The Measurement of the Energy Values of Lipids and Carbohydrates Components in Diet: Food as Source of Energy
The French scientist Antonio Lavoisier, in 1777 was the first chemist who described energy. Under the law of thermodynamics, energy cannot be destroyed or created, but only transferred. The scientist suggested that oxygen is consumed and carbon dioxide is given off, during respiration (Poirier, 1998). Food and beverages are a source of energy required to maintain all the human bodies physiological functions. In living organisms, this energy is usually quantified by indirect calorimetry. Humans derived their energy by a process called respiration, which involves the oxidation of energy of the carbohydrate, lipid and protein components of rich substances, within living cells, and this energy is measured in calories (Dunford and Doyle, 2012). Calories are not bad for the organism, but excessive intake can lead to obesity. In other words, the amount of energy consumed should be balanced with the amount of energy that the body requires (McGuire and Beerman, 2011). Lipids, according to Dunford and Doyle (2012), are the component that gives more fuel to the body, because of the greater density of energy, however carbohydrates require a small amount of energy to break down. Lipids require a large amount of energy to be broken down; the excessive energy, the body stores as reserve of energy, usually with form of fat (Debruyne et al., 2012).

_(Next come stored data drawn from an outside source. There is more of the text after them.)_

use std::cell::{Cell, RefCell};
use std::sync::Arc;

use tracing::{instrument, Span};

use crate::config::ConnectionConfiguration;
use crate::driver::{DriverCapabilities, DriverError, NodeDriver};
use crate::error::VirtnodeError;
use crate::list::fetch_names;
use crate::nodedev::metrics::NodeDeviceMetric::TranslatedDriverFailures;
use crate::nodedev::NodeDevice;
use crate::registry::HandleRegistry;
use crate::{int_counter_inc, log_then_return, Result};

/// The shared core of one connection: the driver session, the open flag
/// and the registry of live device handles.
///
/// Device proxies hold an `Arc` to this core, so its storage outlives
/// them; once the open flag drops, every path to the driver is rejected.
#[derive(Debug)]
pub(crate) struct ConnectionCore {
    driver: Box<dyn NodeDriver>,
    open: Cell<bool>,
    registry: RefCell<HandleRegistry>,
    config: ConnectionConfiguration,
}

impl ConnectionCore {
    /// Fail with `ConnectionClosed` before a driver call when the
    /// connection has been closed.
    pub(crate) fn ensure_open(&self, op: &'static str) -> Result<()> {
        if !self.open.get() {
            log_then_return!(VirtnodeError::ConnectionClosed(op));
        }
        Ok(())
    }

    pub(crate) fn driver(&self) -> &dyn NodeDriver {
        self.driver.as_ref()
    }

    pub(crate) fn config(&self) -> &ConnectionConfiguration {
        &self.config
    }

    pub(crate) fn with_registry<T>(&self, f: impl FnOnce(&mut HandleRegistry) -> T) -> T {
        f(&mut self.registry.borrow_mut())
    }

    /// Translate a failed retrieval call into a `Retrieve` error carrying
    /// the driver's last-error record, fetched at the moment of failure.
    pub(crate) fn retrieve_error(&self, op: &'static str) -> VirtnodeError {
        int_counter_inc!(&TranslatedDriverFailures);
        VirtnodeError::Retrieve(op, self.driver.last_error())
    }

    /// Translate a failed state-changing call into an `Operation` error
    /// carrying the driver's last-error record.
    pub(crate) fn operation_error(&self, op: &'static str) -> VirtnodeError {
        int_counter_inc!(&TranslatedDriverFailures);
        VirtnodeError::Operation(op, self.driver.last_error())
    }
}

/// A connection to a virtualization host's node-device driver.
///
/// Every device operation is scoped to one connection. The connection is
/// built from an already-established driver session (establishing the
/// session itself is the transport's concern) and stays usable until
/// [`close`] is called; afterwards every operation on the connection and on
/// any [`NodeDevice`] obtained from it fails with
/// [`VirtnodeError::ConnectionClosed`].
///
/// Neither `Connection` nor `NodeDevice` is `Sync`; concurrent use of one
/// driver session from several threads must be serialized by the caller.
///
/// [`close`]: Connection::close
#[derive(Debug, Clone)]
pub struct Connection {
    core: Arc<ConnectionCore>,
}

impl Connection {
    /// Wrap an established driver session with the default configuration.
    pub fn from_driver(driver: Box<dyn NodeDriver>) -> Self {
        Self::with_config(driver, ConnectionConfiguration::default())
    }

    /// Wrap an established driver session with the given configuration.
    pub fn with_config(driver: Box<dyn NodeDriver>, config: ConnectionConfiguration) -> Self {
        Self {
            core: Arc::new(ConnectionCore {
                driver,
                open: Cell::new(true),
                registry: RefCell::new(HandleRegistry::default()),
                config,
            }),
        }
    }

    /// Whether this connection is still open.
    #[instrument(skip_all, parent = Span::current(), level = "Trace")]
    pub fn is_open(&self) -> bool {
        self.core.open.get()
    }

    /// Close the connection. Every later operation on it, and on any
    /// device proxy obtained from it, fails with
    /// [`VirtnodeError::ConnectionClosed`]; a second close fails the same
    /// way.
    #[instrument(err(Debug), skip_all, parent = Span::current(), level = "Trace")]
    pub fn close(&self) -> Result<()> {
        const OP: &str = "close";
        if !self.core.open.get() {
            log_then_return!(VirtnodeError::ConnectionClosed(OP));
        }
        self.core.open.set(false);
        Ok(())
    }

    /// The optional operations the underlying driver supports.
    ///
    /// Availability metadata, like [`last_error`](Connection::last_error),
    /// stays readable after `close`.
    #[instrument(skip_all, parent = Span::current(), level = "Trace")]
    pub fn capabilities(&self) -> DriverCapabilities {
        self.core.driver().capabilities()
    }

    /// Whether the underlying driver can create devices from a descriptor.
    pub fn supports_device_create(&self) -> bool {
        self.capabilities().device_create
    }

    /// Whether the underlying driver can destroy a device's active
    /// configuration.
    pub fn supports_device_destroy(&self) -> bool {
        self.capabilities().device_destroy
    }

    /// The driver's most recent failure record for this connection.
    #[instrument(skip_all, parent = Span::current(), level = "Trace")]
    pub fn last_error(&self) -> DriverError {
        self.core.driver().last_error()
    }

    /// The number of device handles obtained from this connection that
    /// have not been freed.
    pub fn live_device_handles(&self) -> usize {
        self.core.with_registry(|r| r.live_count())
    }

    /// The number of node devices on the host, optionally restricted to
    /// those carrying the capability named by `cap`.
    #[instrument(err(Debug), skip_all, parent = Span::current(), level = "Trace")]
    pub fn num_of_devices(&self, cap: Option<&str>, flags: u32) -> Result<usize> {
        const OP: &str = "num_of_devices";
        self.core.ensure_open(OP)?;
        let num = self.core.driver().num_of_devices(cap, flags);
        if num < 0 {
            return Err(self.core.retrieve_error(OP));
        }
        Ok(num as usize)
    }

    /// The names of the node devices on the host, optionally restricted by
    /// capability.
    ///
    /// The host may gain or lose devices between the count and the fetch;
    /// the returned list reflects what the fetch actually produced, which
    /// can be shorter than a count taken moments earlier.
    #[instrument(err(Debug), skip_all, parent = Span::current(), level = "Trace")]
    pub fn list_device_names(&self, cap: Option<&str>, flags: u32) -> Result<Vec<String>> {
        const COUNT_OP: &str = "num_of_devices";
        const FETCH_OP: &str = "list_devices";
        self.core.ensure_open(FETCH_OP)?;
        let driver = self.core.driver();
        // the caller's flags apply to the fetch only; the count step always
        // runs with flags 0
        fetch_names(
            COUNT_OP,
            FETCH_OP,
            self.core.config().max_list_capacity,
            || driver.num_of_devices(cap, 0),
            |names| driver.list_devices(cap, names, flags),
            |op| self.core.retrieve_error(op),
        )
    }

    /// Look up a node device by its exact name.
    #[instrument(err(Debug), skip_all, parent = Span::current(), level = "Trace")]
    pub fn lookup_device_by_name(&self, name: &str) -> Result<NodeDevice> {
        const OP: &str = "lookup_device_by_name";
        self.core.ensure_open(OP)?;
        match self.core.driver().lookup_by_name(name) {
            Some(raw) => Ok(NodeDevice::new(self.core.clone(), raw)),
            None => Err(self.core.retrieve_error(OP)),
        }
    }

    /// Create a node device from a descriptor document.
    ///
    /// Fails with [`VirtnodeError::NotSupported`] when the underlying
    /// driver cannot create devices; see
    /// [`supports_device_create`](Connection::supports_device_create).
    /// A driver-side failure is an [`VirtnodeError::Operation`] error, not
    /// a retrieval error: creation fails on driver or descriptor problems,
    /// not on a missing device.
    #[instrument(err(Debug), skip_all, parent = Span::current(), level = "Trace")]
    pub fn create_device_xml(&self, xml: &str, flags: u32) -> Result<NodeDevice> {
        const OP: &str = "create_device_xml";
        self.core.ensure_open(OP)?;
        if !self.core.driver().capabilities().device_create {
            log_then_return!(VirtnodeError::NotSupported(OP));
        }
        match self.core.driver().create_device_xml(xml, flags) {
            Some(raw) => Ok(NodeDevice::new(self.core.clone(), raw)),
            None => Err(self.core.operation_error(OP)),
        }
    }
}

The aim of the experiment was to determine the energy value (in kilocalories) of the carbohydrate and the lipid, and also to compare if the values obtained would be higher or lower than the true value for each food item using the Food Table provided.
The Griffin food calorimeter, which is a simplified bomb calorimeter, was used to determine the energy values (in kj per 100 g) of soyabean oil and whole pea meal (Sun, 2008).
A scale was use...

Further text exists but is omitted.